Pray and/or meditate
I do both of these practices. If you are Christian like myself, then you know there is power in prayer. Pray for your baby. Pray for your husband. Pray for yourself. Ask God to grant you the wisdom, grace and patience to be the mother your baby needs today.
Meditation is also a powerful tool. This is something I need to practice more of, but it really can help rid anxiety and stress. Try to do this once a day, preferably in the morning before getting out of bed. There are several YouTube meditations you can search. It will help clear your mind and set the tone for a calm, positive day. Click here for one of my favorite meditations.
Play calming music
“Alexa, play calming music” is a frequently used sentence in my house. I’m a firm believer that music is medicine. My little girl loves music. Putting on a clam, serene melody will help create a relaxing environment for both you and your little.
Talk to a mommy friend
Preferably one that won’t judge you and can help relate to what you are going through. The best way to feel like you’re not alone is to find someone you can confide in, share crazy poop eating stories with and get mom tips from. Think of them as your own personal mommy therapist. I believe that talking it out and not bottling up emotions can decrease your chance of blowing up over blowouts. Don’t have a mom friend? Please contact me! I am in search for more of these myself!

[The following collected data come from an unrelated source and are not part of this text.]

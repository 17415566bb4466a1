//! `taskhive run`: execute a YAML taskfile with the mock executor.
//!
//! The taskfile declares agents and tasks; task dependencies are
//! referenced by name and resolved to ids at submission time.

use std::collections::HashMap;
use std::path::PathBuf;
use std::sync::Arc;

use anyhow::{anyhow, bail, Context, Result};
use clap::Args;
use serde::Deserialize;
use uuid::Uuid;

use crate::application::Coordinator;
use crate::cli::output::table::TableFormatter;
use crate::domain::models::{Agent, Config, Task, TaskKind, TaskPriority};
use crate::infrastructure::executors::MockExecutor;

#[derive(Args)]
pub struct RunArgs {
    /// Path to the YAML taskfile
    #[arg(long, short)]
    pub tasks: PathBuf,
}

#[derive(Debug, Deserialize)]
struct TaskFile {
    #[serde(default)]
    agents: Vec<AgentSpec>,
    tasks: Vec<TaskSpec>,
}

#[derive(Debug, Deserialize)]
struct AgentSpec {
    agent_type: String,
    capabilities: Vec<String>,
    #[serde(default)]
    max_concurrent: Option<usize>,
}

#[derive(Debug, Deserialize)]
struct TaskSpec {
    name: String,
    description: String,
    #[serde(default)]
    kind: Option<String>,
    #[serde(default)]
    priority: Option<String>,
    #[serde(default)]
    depends_on: Vec<String>,
    #[serde(default)]
    timeout_ms: Option<u64>,
    #[serde(default)]
    max_retries: Option<u32>,
}

fn parse_kind(s: &str) -> TaskKind {
    match s {
        "research" => TaskKind::Research,
        "implementation" => TaskKind::Implementation,
        "analysis" => TaskKind::Analysis,
        other => TaskKind::Custom(other.to_string()),
    }
}

fn build_task(spec: &TaskSpec, deps: &[Uuid], defaults: &Config) -> Result<Task> {
    let mut task = Task::new(&spec.description)
        .with_max_retries(spec.max_retries.unwrap_or(defaults.retry.max_retries));
    if let Some(kind) = &spec.kind {
        task = task.with_kind(parse_kind(kind));
    }
    if let Some(priority) = &spec.priority {
        let parsed = TaskPriority::from_str(priority)
            .ok_or_else(|| anyhow!("Unknown priority '{priority}' in task '{}'", spec.name))?;
        task = task.with_priority(parsed);
    }
    if let Some(timeout_ms) = spec.timeout_ms {
        task = task.with_timeout_ms(timeout_ms);
    }
    for &dep in deps {
        task = task.with_dependency(dep);
    }
    Ok(task)
}

pub async fn execute(args: RunArgs, config: Config, json: bool) -> Result<()> {
    let raw = std::fs::read_to_string(&args.tasks)
        .with_context(|| format!("Failed to read taskfile {}", args.tasks.display()))?;
    let taskfile: TaskFile = serde_yaml::from_str(&raw)
        .with_context(|| format!("Failed to parse taskfile {}", args.tasks.display()))?;
    if taskfile.tasks.is_empty() {
        bail!("Taskfile declares no tasks");
    }

    let coordinator = Arc::new(Coordinator::new(
        config.clone(),
        Arc::new(MockExecutor::new()),
    ));

    if taskfile.agents.is_empty() {
        coordinator
            .spawn_agent(Agent::new(
                "general",
                vec!["general".to_string()],
                config.agents.max_concurrent_default,
            ))
            .await?;
    }
    for spec in &taskfile.agents {
        coordinator
            .spawn_agent(Agent::new(
                &spec.agent_type,
                spec.capabilities.clone(),
                spec.max_concurrent
                    .unwrap_or(config.agents.max_concurrent_default),
            ))
            .await?;
    }

    // Submit in dependency order, resolving names to ids as we go. A pass
    // with no progress means an unknown name or a name-level cycle.
    let mut ids: HashMap<String, Uuid> = HashMap::new();
    let mut remaining: Vec<&TaskSpec> = taskfile.tasks.iter().collect();
    while !remaining.is_empty() {
        let mut next = Vec::new();
        let mut progressed = false;
        for spec in remaining {
            if ids.contains_key(&spec.name) {
                bail!("Duplicate task name '{}'", spec.name);
            }
            let deps: Option<Vec<Uuid>> = spec
                .depends_on
                .iter()
                .map(|name| ids.get(name).copied())
                .collect();
            match deps {
                Some(deps) => {
                    let task = build_task(spec, &deps, &config)?;
                    let id = coordinator
                        .submit_task(task)
                        .await
                        .with_context(|| format!("Failed to submit task '{}'", spec.name))?;
                    ids.insert(spec.name.clone(), id);
                    progressed = true;
                }
                None => next.push(spec),
            }
        }
        if !progressed {
            let names: Vec<&str> = next.iter().map(|s| s.name.as_str()).collect();
            bail!(
                "Unresolvable dependencies (unknown name or cycle) among tasks: {}",
                names.join(", ")
            );
        }
        remaining = next;
    }

    let handles = coordinator.start();
    coordinator.wait_until_idle().await;
    coordinator.shutdown().await;
    futures::future::join_all(handles).await;

    let tasks = coordinator.queue().list_tasks().await;
    let stats = coordinator.stats().await;
    if json {
        let payload = serde_json::json!({
            "tasks": tasks,
            "stats": stats.queue,
        });
        println!("{}", serde_json::to_string_pretty(&payload)?);
    } else {
        let names: HashMap<Uuid, &str> = ids
            .iter()
            .map(|(name, &id)| (id, name.as_str()))
            .collect();
        let formatter = TableFormatter::new();
        println!("{}", formatter.format_tasks(&tasks, &names));
        println!(
            "\n{} completed, {} failed, {} cancelled",
            stats.queue.completed, stats.queue.failed, stats.queue.cancelled
        );
    }

    if stats.queue.failed > 0 {
        bail!("{} task(s) failed", stats.queue.failed);
    }
    Ok(())
}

Try to put yourself in your baby’s tiny shoes. Understand that they aren’t out to ruin your day. Thy aren’t trying to make you mad (most of the time). They are just learning as they go, as are you. The more empathetic you become, the more loving your actions and reactions will be.
If everything fails and you have a moment when your impatient, scary mommy self comes out with her fangs and all, move on. Don’t let your mom guilt overcome you and ruin the rest of your day. Your baby won’t remember the 5 second “freak out” you had while carrying her poop covered body to the tub. But, she will remember all the snuggles, kisses and love you give her. You got this mama.